Another important factor in the decision to ablate or not to ablate is the expertise of the surgeon. The 2008 EANM guidelines [5] state: “When thyroid surgery is performed in highly expert hands at selected tertiary referral centres, though, the positive influence of radioiodine ablation may not be apparent”. This statement was intended to illustrate that an experienced surgeon performing a large number procedures can perform a truly total thyroidectomy. This has been shown in a recent study in which a surgeon score based on the number of patients referred for postoperative 131I ablation of DTC independently predicted the size of the thyroid remnant [21].

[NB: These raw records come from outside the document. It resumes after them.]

// Prevent console window in addition to Slint window in Windows release builds when, e.g., starting the app via file manager. Ignored on other platforms.
#![cfg_attr(not(debug_assertions), windows_subsystem = "windows")]

slint::include_modules!();

mod config;
mod error;
mod file_utils;
mod image_loader;
mod overlay;
mod segmentation;
mod startup;
mod state;
mod ui;

fn main() -> Result<(), Box<dyn std::error::Error>> {
    #[cfg(debug_assertions)]
    env_logger::Builder::from_default_env()
        .filter_level(log::LevelFilter::Debug)
        .init();

    let app = AppWindow::new()?;
    let app_state = state::AppState::new();
    let client = segmentation::SegmentationClient::new(config::SEGMENT_ENDPOINT);

    // Setup all UI event handlers
    ui::setup_handlers(&app, &app_state, &client);

    // Window file drops and CLI-argument opening
    startup::configure_startup_opening(&app, &app_state, &client);

    app.run()?;

    Ok(())
}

In this regard, and not addressed within the ATA guidelines, it appears that the postoperative serum thyroglobulin (Tg) value as a measure of thyroid remnant volume can be more of a help in identifying patients who may benefit from 131I ablation than in identifying patients who do not require ablation. For example, a postoperative Tg value >5 – 10 ng/mL may lead to initiation of 131I ablation in a patient with low or intermediate risk DTC according to the ATA guidelines who otherwise would not have required 131I treatment (selective use) to improve initial staging and facilitate follow-up. Therefore the selective use of 131I ablation could also be considered in patients with low-risk DTC who received a less than optimal surgery as reflected by the level of Tg. Furthermore serum Tg level after surgery could be used to adjust the initial 131I activity to compensate for larger volumes of remaining benign and/or malignant thyrocytes [22].

Another objection from our association concerns the ATA guidelines’ wording of recommendations on the use of recombinant human TSH, which is rather more cautious than the EANM has so far been. Perhaps because of the medicolegal implications, the ATA guidelines, in spite of all the available evidence with regard to equal efficacy and superior patient quality-of-life compared to levothyroxine withdrawal [2332], are rather hesitant about the use of recombinant human TSH for patient preparation for the initial postoperative course of 131I. The 2008 EANM guidelines [5] designated exogenous stimulation as the “method of choice” for TSH stimulation prior to 131I ablation. In Recommendation 54A of the ATA guidelines it is in contrast stated that “preparation with rhTSH stimulation is an acceptable alternative to thyroid hormone withdrawal” in patients with low-risk DTC according to ATA guidelines. In patients with intermediate-risk DTC (Recommendation 54B) “preparation with rhTSH stimulation may be considered as an alternative to thyroid hormone withdrawal”. This choice of words suggests an inferior efficacy of rhTSH, which is in contrast with most currently available evidence in literature.

While the objections described above are our main reasons for declining to endorse the 2015 ATA guidelines, there are of course further disagreements which are of a more detailed nature rather than matters of principle. These include, for example, the precise 131I activities to be given depending on the particular goal of the 131I treatment after surgery, which is still a matter of discussion requiring further study. It remains unclear how to proceed with patients with low-risk disease in accordance with these guidelines: on the one hand in such patients 1,110 MBq is advised for 131I ablation, and on the other hand the same document states elsewhere that such patients do not require 131I ablation at all. Furthermore, there could be discussion of the range of indications for diagnostic whole-body scintigraphy (Recommendations 66 and 67) as well as several other items. However, as with most things in DTC the data in the literature are so limited that a real evidence-based discussion is almost impossible and any one experience-based opinion may carry as much weight as another.

For future editions of the ATA management guidelines for adult patients with thyroid nodules and DTC, we sincerely offer our support in order to include more experts in nuclear thyroidology and thus create a more balanced set of recommendations which do justice to the role of nuclear medicine in the care of patients with nodular thyroid disease and DTC. Guidelines created in such a manner would indeed gladly be endorsed by the EANM.